* What this task involves *
Please read the records below and return each line holding the string "filename".

* Source records *

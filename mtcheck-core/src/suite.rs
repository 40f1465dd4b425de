//! Builds the scenario list for a run (format family tables, single-file
//! override, port assignment), owns the suite-wide timecode service, runs
//! scenarios back to back and aggregates the results.

use std::{
    fs,
    path::{Path, PathBuf},
    sync::atomic::{AtomicBool, Ordering},
    thread,
    time::Duration,
};

use serde::Serialize;
use strum::{Display, EnumString, IntoStaticStr};
use thiserror::Error;
use tracing::{info, warn};

use crate::{
    mtc::{MtcListener, MtcSender, MtcSenderError, TimecodeSource},
    player::PlayerLauncher,
    scenario::{run_scenario, Scenario, ScenarioContext, ScenarioReport, Timing},
    timecode::{Timecode, TimecodeError},
};

/// First command port of an automated run; each scenario gets the next one.
pub const AUTOMATED_BASE_PORT: u16 = 7000;
/// First command port of a stress run.
pub const STRESS_BASE_PORT: u16 = 8000;

const VIDEO_EXTENSIONS: [&str; 7] = ["mp4", "mkv", "avi", "mov", "m4v", "webm", "flv"];

/// Which slice of the media matrix to run.
#[derive(Debug, Clone, Copy, PartialEq, Eq, EnumString, IntoStaticStr, Display)]
#[strum(serialize_all = "lowercase")]
pub enum FormatFamily {
    Wav,
    Aiff,
    Mp3,
    Other,
    Video,
    All,
}

/// One row of the format matrix: a label plus the filename shape the
/// matching media file must have.
struct FormatCase {
    label:     &'static str,
    stem_mark: &'static str,
    extension: &'static str,
}

const fn case(
    label: &'static str,
    stem_mark: &'static str,
    extension: &'static str,
) -> FormatCase {
    FormatCase {
        label,
        stem_mark,
        extension,
    }
}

* Completed exercise *
filename mtcheck-core/src/suite.rs
/// One row of the format matrix: a label plus the filename shape the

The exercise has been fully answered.